**Problem to solve:** In the records below, which lines include "unwrap"? Copy them.

Records contained in a dataset
- - -

//! dbscrn CLI: Command-line interface for density-based clustering.
//!
//! Reads a TSV, ARFF or PA dataset, clusters it with DBSCAN, DBSCANRN or
//! DBSCANRN-TI and writes `OUT.csv`, `DEBUG.tsv` and `STAT.json`.
#![allow(
    clippy::uninlined_format_args,
    clippy::cast_precision_loss,
    clippy::too_many_lines
)]

use clap::{Args, Parser, Subcommand, ValueEnum};
use log::{info, warn};

use dbscrn_algorithms::{
    evaluate_quality, run_clustering, AlgorithmParams, ClusteringAlgorithm, ReferencePoint,
    DEFAULT_TIE_TOLERANCE,
};
use dbscrn_core::Minkowski;
use dbscrn_io::{run_directory, DatasetReader, ReportWriter, StatReport};
use std::collections::BTreeSet;
use std::path::PathBuf;
use std::time::Instant;
use thiserror::Error;

/// Result type for CLI operations.
type Result<T> = std::result::Result<T, CliError>;

/// CLI error types.
#[derive(Error, Debug)]
enum CliError {
    #[error("I/O error: {0}")]
    DbscrnIo(#[from] dbscrn_io::Error),

    #[error("Core error: {0}")]
    Core(#[from] dbscrn_core::Error),
}

/// Clustering algorithm selection.
#[derive(Debug, Clone, Copy, PartialEq, Eq, ValueEnum)]
enum Algorithm {
    /// DBSCAN over eps-neighborhoods
    Dbscan,
    /// DBSCANRN, exhaustive k+NN search
    Dbscanrn,
    /// DBSCANRN with triangle-inequality pruning
    #[value(name = "dbscanrn_ti")]
    DbscanrnTi,
}

impl From<Algorithm> for ClusteringAlgorithm {
    fn from(algorithm: Algorithm) -> Self {
        match algorithm {
            Algorithm::Dbscan => ClusteringAlgorithm::Dbscan,
            Algorithm::Dbscanrn => ClusteringAlgorithm::DbscanRn,
            Algorithm::DbscanrnTi => ClusteringAlgorithm::DbscanRnTi,
        }
    }
}

/// Reference point for the triangle-inequality search.
#[derive(Debug, Clone, Copy, PartialEq, Eq, ValueEnum)]
enum Reference {
    /// Coordinate-wise minimum of the dataset
    Min,
    /// The origin
    Origin,
}

/// Parameters shared by `run` and `benchmark`.
#[derive(Args, Debug, Clone)]
struct ParamArgs {
    /// DBSCAN radius (neighbors lie strictly closer)
    #[arg(short, long, default_value = "2.0")]
    eps: f64,

    /// DBSCAN minimum points, counting the point itself
    #[arg(long, default_value = "4")]
    min_points: usize,

    /// DBSCANRN neighborhood size, counting the point itself
    #[arg(short, default_value = "3")]
    k: usize,

    /// Minkowski power
    #[arg(short, long = "minkowski-power", default_value = "2.0")]
    m: f64,

    /// Reference point for dbscanrn_ti
    #[arg(long, value_enum, default_value = "min")]
    reference: Reference,

    /// Distances this close to the (k-1)-th neighbor count as tied
    #[arg(long, default_value_t = DEFAULT_TIE_TOLERANCE)]
    tie_tolerance: f64,
}

impl ParamArgs {
    fn to_params(&self) -> AlgorithmParams {
        AlgorithmParams {
            epsilon: self.eps,
            min_points: self.min_points,
            k: self.k,
            minkowski_power: self.m,
            tie_tolerance: self.tie_tolerance,
            reference: match self.reference {
                Reference::Min => ReferencePoint::CoordinateMinimum,
                Reference::Origin => ReferencePoint::Origin,
            },
        }
    }
}

/// Density-based clustering with reverse nearest neighbors.
#[derive(Parser)]
#[command(name = "dbscrn")]
#[command(author, version, about, long_about = None)]
struct Cli {
    /// Verbose output (-v info, -vv debug)
    #[arg(short, long, action = clap::ArgAction::Count, global = true)]
    verbose: u8,

    #[command(subcommand)]
    command: Commands,
}

#[derive(Subcommand)]
enum Commands {
    /// Cluster a dataset and write reports
    Run {
        /// Input dataset (.tsv, .arff, or .txt/.pa pair)
        input: PathBuf,

        /// Base output directory
        #[arg(short, long, default_value = "out")]
        output: PathBuf,

        /// Clustering algorithm to use
        #[arg(short, long, value_enum, default_value = "dbscanrn_ti")]
        algorithm: Algorithm,

        #[command(flatten)]
        params: ParamArgs,

        /// Also compute the silhouette coefficient (quadratic in the number of points)
        #[arg(long)]
        silhouette: bool,
    },

    /// Show information about a dataset
    Info {
        /// Input dataset (.tsv, .arff, or .txt/.pa pair)
        input: PathBuf,
    },

    /// Time all algorithms on a dataset
    Benchmark {
        /// Input dataset (.tsv, .arff, or .txt/.pa pair)
        input: PathBuf,

        #[command(flatten)]
        params: ParamArgs,

        /// Number of iterations
        #[arg(short, long, default_value = "3")]
        iterations: usize,
    },
}

fn init_logging(verbose: u8) {
    let level = match verbose {
        0 => "warn",
        1 => "info",
        _ => "debug",
    };
    env_logger::Builder::from_env(env_logger::Env::default().default_filter_or(level)).init();
}

fn main() -> Result<()> {
    let cli = Cli::parse();
    init_logging(cli.verbose);

    match cli.command {
        Commands::Run {
            input,
            output,
            algorithm,
            params,
            silhouette,
        } => {
            let algorithm = ClusteringAlgorithm::from(algorithm);
            let params = params.to_params();

            let start = Instant::now();
            let reader = DatasetReader::open(&input)?;
            let dataset = reader.read()?;
            let read_time = start.elapsed();
            info!(
                "loaded {} points ({} dimensions) from {}",
                dataset.len(),
                dataset.dimensions(),
                input.display()
            );

            let outcome = run_clustering(&dataset, algorithm, &params)?;
            if let Some(shortfall) = outcome.shortfall {
                warn!(
                    "only {} points for a density parameter of {}; results are degenerate",
                    shortfall.available, shortfall.required
                );
            }

            let metrics_start = Instant::now();
            let metric = Minkowski::new(params.minkowski_power)?;
            let quality = evaluate_quality(&dataset, &outcome, metric, silhouette)?;
            let stats_time = metrics_start.elapsed();

            let directory = run_directory(&output, algorithm, &reader.dataset_name(), &params);
            let writer = ReportWriter::create(&directory)?;
            writer.write_out_csv(&dataset, &outcome)?;
            writer.write_debug_tsv(&dataset, &outcome)?;
            let report = StatReport::new(
                &input,
                &dataset,
                algorithm,
                &params,
                &outcome,
                &quality,
                &[
                    ("read_input_file", read_time),
                    ("stats_calculation", stats_time),
                ],
            )?;
            writer.write_stat_json(&report)?;

            let stats = outcome.statistics();
            println!("Algorithm: {}", algorithm);
            println!("Clusters: {}", stats.clusters);
            println!(
                "Core / border / noise: {} / {} / {}",
                stats.core_points, stats.border_points, stats.noise_points
            );
            println!(
                "Avg distance calculations: {:.2}",
                stats.avg_distance_calculations
            );
            if let Some(purity) = quality.purity {
                println!("Purity: {:.4}", purity);
            }
            if let Some(rand) = quality.rand {
                println!("RAND: {:.4}", rand.value);
            }
            println!(
                "Finished in {:.3}s, reports in {}",
                start.elapsed().as_secs_f64(),
                directory.display()
            );
        }

        Commands::Info { input } => {
            let dataset = DatasetReader::open(&input)?.read()?;
            println!("File: {}", input.display());
            println!("Points: {}", dataset.len());
            println!("Dimensions: {}", dataset.dimensions());

            if dataset.has_ground_truth() {
                let classes: BTreeSet<_> = dataset.labels()?.into_iter().collect();
                println!("Ground truth: yes ({} classes)", classes.len());
            } else {
                println!("Ground truth: no");
            }

            let minimum = dataset.coordinate_minimum();
            for (dim, lo) in minimum.iter().enumerate() {
                let hi = dataset
                    .iter()
                    .map(|p| p.coords[dim])
                    .fold(f64::NEG_INFINITY, f64::max);
                println!("x_{} range: {} - {}", dim, lo, hi);
            }
        }

        Commands::Benchmark {
            input,
            params,
            iterations,
        } => {
            let dataset = DatasetReader::open(&input)?.read()?;
            let params = params.to_params();
            let iterations = iterations.max(1);

            println!(
                "Benchmarking with {} points, {} iterations",
                dataset.len(),
                iterations
            );
            println!(
                "{:<12} | {:<15} | {:<15} | {:<15} | {:<12}",
                "Algorithm", "Mean Time (ms)", "Min Time (ms)", "Max Time (ms)", "Avg #calcs"
            );
            println!("{:-<82}", "");

            for algorithm in ClusteringAlgorithm::ALL {
                // Warmup
                let warmup = run_clustering(&dataset, algorithm, &params)?;
                let calcs = warmup.statistics().avg_distance_calculations;

                let mut times = Vec::with_capacity(iterations);
                for _ in 0..iterations {
                    let start = Instant::now();
                    run_clustering(&dataset, algorithm, &params)?;
                    times.push(start.elapsed().as_secs_f64() * 1000.0);
                }

                let min_time = times.iter().fold(f64::INFINITY, |a, &b| a.min(b));
                let max_time = times.iter().fold(f64::NEG_INFINITY, |a, &b| a.max(b));
                let mean_time = times.iter().sum::<f64>() / times.len() as f64;

                println!(
                    "{:<12} | {:<15.2} | {:<15.2} | {:<15.2} | {:<12.1}",
                    algorithm.as_str(),
                    mean_time,
                    min_time,
                    max_time,
                    calcs
                );
            }
        }
    }

    Ok(())
}

#[cfg(test)]
mod tests {
    use super::*;

    #[test]
    fn test_parse_run_defaults() {
        let cli = Cli::try_parse_from(["dbscrn", "run", "data.tsv"]).unwrap();
        assert_eq!(cli.verbose, 0);
        let Commands::Run {
            algorithm, params, ..
        } = cli.command
        else {
            panic!("expected run");
        };
        assert_eq!(algorithm, Algorithm::DbscanrnTi);
        assert_eq!(params.to_params(), AlgorithmParams::default());
    }

    #[test]
    fn test_parse_run_options() {
        let cli = Cli::try_parse_from([
            "dbscrn",
            "-vv",
            "run",
            "data.arff",
            "-a",
            "dbscan",
            "--eps",
            "0.5",
            "--min-points",
            "6",
            "-m",
            "1",
            "--reference",
            "origin",
        ])
        .unwrap();
        assert_eq!(cli.verbose, 2);
        let Commands::Run {
            algorithm, params, ..
        } = cli.command
        else {
            panic!("expected run");
        };
        assert_eq!(ClusteringAlgorithm::from(algorithm), ClusteringAlgorithm::Dbscan);
        let params = params.to_params();
        assert!((params.epsilon - 0.5).abs() < f64::EPSILON);
        assert_eq!(params.min_points, 6);
        assert!((params.minkowski_power - 1.0).abs() < f64::EPSILON);
        assert_eq!(params.reference, ReferencePoint::Origin);
    }

    #[test]
    fn test_rejects_unknown_algorithm() {
        assert!(Cli::try_parse_from(["dbscrn", "run", "data.tsv", "-a", "optics"]).is_err());
    }
}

- - -

**Exercise result:**
        let cli = Cli::try_parse_from(["dbscrn", "run", "data.tsv"]).unwrap();
        .unwrap();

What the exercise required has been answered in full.